China performs cavity searches on 10,000 pigeons ahead of National Day event

National Day happens annually on 1 October and celebrates the founding of the People's Republic of China

Natasha Culzac
Wednesday 01 October 2014 16:25
10,000 pigeons were subject to anal examinations before being released as part of China's National Day celebrations - seen here in 2009
10,000 pigeons were subject to anal examinations before being released as part of China's National Day celebrations - seen here in 2009

Ten thousand pigeons, which were being dramatically released as part of a public holiday celebration in China, were given anal examinations following concerns from Chinese security officials that the birds could be used as part of a terrorist attack.

The authorities also checked the feathers and legs of the birds, before they were used in today’s National Day event in Beijing’s Tiananmen Square.

It annually marks the 1949 founding of the People’s Republic China and this year celebrated the nation’s 65th anniversary. It is held each year on 1 October.

China’s state-run newspaper, People’s Daily, yesterday posted an image and accompanying caption that read: “10,000 pigeons go through anal security check for suspicious objects on Tuesday, ready to be released on National Day on October 1.”

The security search was videotaped before the birds were then loaded onto sealed trucks to be taken to Tiananmen Square and released at 6am today.

The public’s response to the animal body searches was heavily sarcastic and derisive, the Associated Press reports, as the checks mirror the oppressive and censored relationship citizens, too, have with the state.

“The liberty and dignity of citizens are increasingly vulnerable, and can be expropriated at any time, like with the pigeons,” columnist Zhang Ping wrote.

“They have to go through the pains and insults of the rude anal check and yet they must appear peaceful and happy on the screen of the state broadcaster.”

“I have not heard of pigeons released at National Day requiring security checks, but it is possible for them to carry things such as explosives,” Mr Yang of website China Pigeon Net, told the New York Times.

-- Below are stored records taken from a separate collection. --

//! Account registration and token issuance.

use axum::extract::State;
use axum::http::StatusCode;
use axum::routing::post;
use axum::{Form, Json, Router};
use tracing::info;

use tickler_api::{LoginRequest, RegisterRequest, TokenResponse, UserResponse};
use tickler_db::queries::user;

use crate::auth::{create_token, hash_password, verify_password, AuthUser};
use crate::error::{ServerError, ServerResult};
use crate::state::AppState;

pub fn router() -> Router<AppState> {
    Router::new()
        .route("/user", post(register).get(current_user))
        .route("/token", post(token))
}

async fn current_user(AuthUser(user): AuthUser) -> Json<UserResponse> {
    Json(UserResponse {
        username: user.username,
        email: user.email,
    })
}

async fn register(
    State(state): State<AppState>,
    Json(req): Json<RegisterRequest>,
) -> ServerResult<(StatusCode, Json<UserResponse>)> {
    let password_hash = hash_password(&req.password)?;
    let created = user::create_user(state.db.pool(), &req.username, &req.email, &password_hash)
        .await
        .map_err(|e| match e {
            tickler_db::DbError::AlreadyExists { .. } => ServerError::UsernameTaken,
            other => other.into(),
        })?;

    info!(username = %created.username, "registered user");
    Ok((
        StatusCode::CREATED,
        Json(UserResponse {
            username: created.username,
            email: created.email,
        }),
    ))
}

/// Exchange credentials for a bearer token. Form-encoded, matching the
/// usual password-grant shape.
async fn token(
    State(state): State<AppState>,
    Form(req): Form<LoginRequest>,
) -> ServerResult<Json<TokenResponse>> {
    let found = user::get_user_by_username(state.db.pool(), &req.username)
        .await?
        .filter(|u| u.active)
        .ok_or(ServerError::Unauthorized)?;

    if !verify_password(&req.password, &found.password_hash)? {
        return Err(ServerError::Unauthorized);
    }

    let token = create_token(
        &state.jwt_encoding_key,
        found.id,
        state.config.token_expiry_minutes,
    )?;
    Ok(Json(TokenResponse::bearer(token)))
}
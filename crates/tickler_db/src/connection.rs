//! SQLite connection handling: pool setup, pragmas, migrations.

use std::path::Path;

use sqlx::sqlite::{SqliteConnectOptions, SqliteJournalMode, SqlitePool, SqlitePoolOptions};
use tracing::{debug, info};

use crate::error::DbResult;

/// Handle to the service's SQLite database.
#[derive(Debug, Clone)]
pub struct TicklerDb {
    pool: SqlitePool,
}

impl TicklerDb {
    /// Open the database at `path`, creating file and parent directories
    /// as needed, and bring the schema up to date.
    pub async fn open(path: impl AsRef<Path>) -> DbResult<Self> {
        let path = path.as_ref();

        if let Some(parent) = path.parent().filter(|p| !p.exists()) {
            std::fs::create_dir_all(parent)?;
        }

        info!("opening reminder database at {}", path.to_string_lossy());

        let options = SqliteConnectOptions::new()
            .filename(path)
            .create_if_missing(true)
            .journal_mode(SqliteJournalMode::Wal)
            .pragma("cache_size", "-16000")
            // NORMAL loses nothing under WAL short of power failure
            .pragma("synchronous", "NORMAL")
            .pragma("temp_store", "MEMORY")
            .pragma("foreign_keys", "ON");

        // Writes serialize on SQLite's single writer; the extra
        // connections serve concurrent reads.
        let pool = SqlitePoolOptions::new()
            .max_connections(5)
            .connect_with(options)
            .await?;

        debug!("reminder database connected");

        Self::run_migrations(&pool).await?;

        Ok(Self { pool })
    }

    /// Open a throwaway in-memory database, used by the test suites.
    pub async fn open_in_memory() -> DbResult<Self> {
        let options = SqliteConnectOptions::new()
            .filename(":memory:")
            .journal_mode(SqliteJournalMode::Wal)
            .pragma("foreign_keys", "ON");

        // A second connection would get its own empty in-memory database,
        // so the pool is capped at one.
        let pool = SqlitePoolOptions::new()
            .max_connections(1)
            .connect_with(options)
            .await?;

        Self::run_migrations(&pool).await?;

        Ok(Self { pool })
    }

    async fn run_migrations(pool: &SqlitePool) -> DbResult<()> {
        debug!("applying pending migrations");
        sqlx::migrate!("./migrations").run(pool).await?;
        info!("schema is up to date");
        Ok(())
    }

    /// The underlying connection pool, for the query functions.
    pub fn pool(&self) -> &SqlitePool {
        &self.pool
    }

    /// Close all connections.
    pub async fn close(&self) {
        self.pool.close().await;
    }

    /// Cheap liveness probe.
    pub async fn health_check(&self) -> DbResult<()> {
        sqlx::query("SELECT 1").execute(&self.pool).await?;
        Ok(())
    }

    /// Row counts per table.
    pub async fn stats(&self) -> DbResult<DbStats> {
        let users: (i64,) = sqlx::query_as("SELECT COUNT(*) FROM users")
            .fetch_one(&self.pool)
            .await?;

        let reminders: (i64,) = sqlx::query_as("SELECT COUNT(*) FROM reminders")
            .fetch_one(&self.pool)
            .await?;

        Ok(DbStats {
            user_count: users.0 as u64,
            reminder_count: reminders.0 as u64,
        })
    }
}

/// Row counts reported by [`TicklerDb::stats`].
#[derive(Debug, Clone)]
pub struct DbStats {
    pub user_count: u64,
    pub reminder_count: u64,
}

#[cfg(test)]
mod tests {
    use super::*;

    #[tokio::test]
    async fn test_open_in_memory() {
        let db = TicklerDb::open_in_memory().await.unwrap();
        db.health_check().await.unwrap();

        let stats = db.stats().await.unwrap();
        assert_eq!(stats.user_count, 0);
        assert_eq!(stats.reminder_count, 0);
    }
}
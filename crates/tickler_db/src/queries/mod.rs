//! Query functions, grouped by entity.
//!
//! Every reminder statement is scoped by `user_id`; ownership checks never
//! happen after the fact.

pub mod reminder;
pub mod user;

“They could carry something on their legs, under a wing, or in their anus. If they carried out security checks they would find them, just like on a person when they get on an airplane,” Mr Yang said.

China is currently gripped with political discontent and restlessness in both its north-western and south-eastern regions – with pro-democracy protesters crippling an administrative region of Hong Kong with peaceful sit-ins and on-going conflict between the state and the Uighur community in the Xinjiang province.

Muslim Uighurs were blamed for a deadly attack on Tiananmen Square last October, after an SUV was rammed into bystanders killing five people. Chinese police say the East Turkestan Islamic Movement were responsible.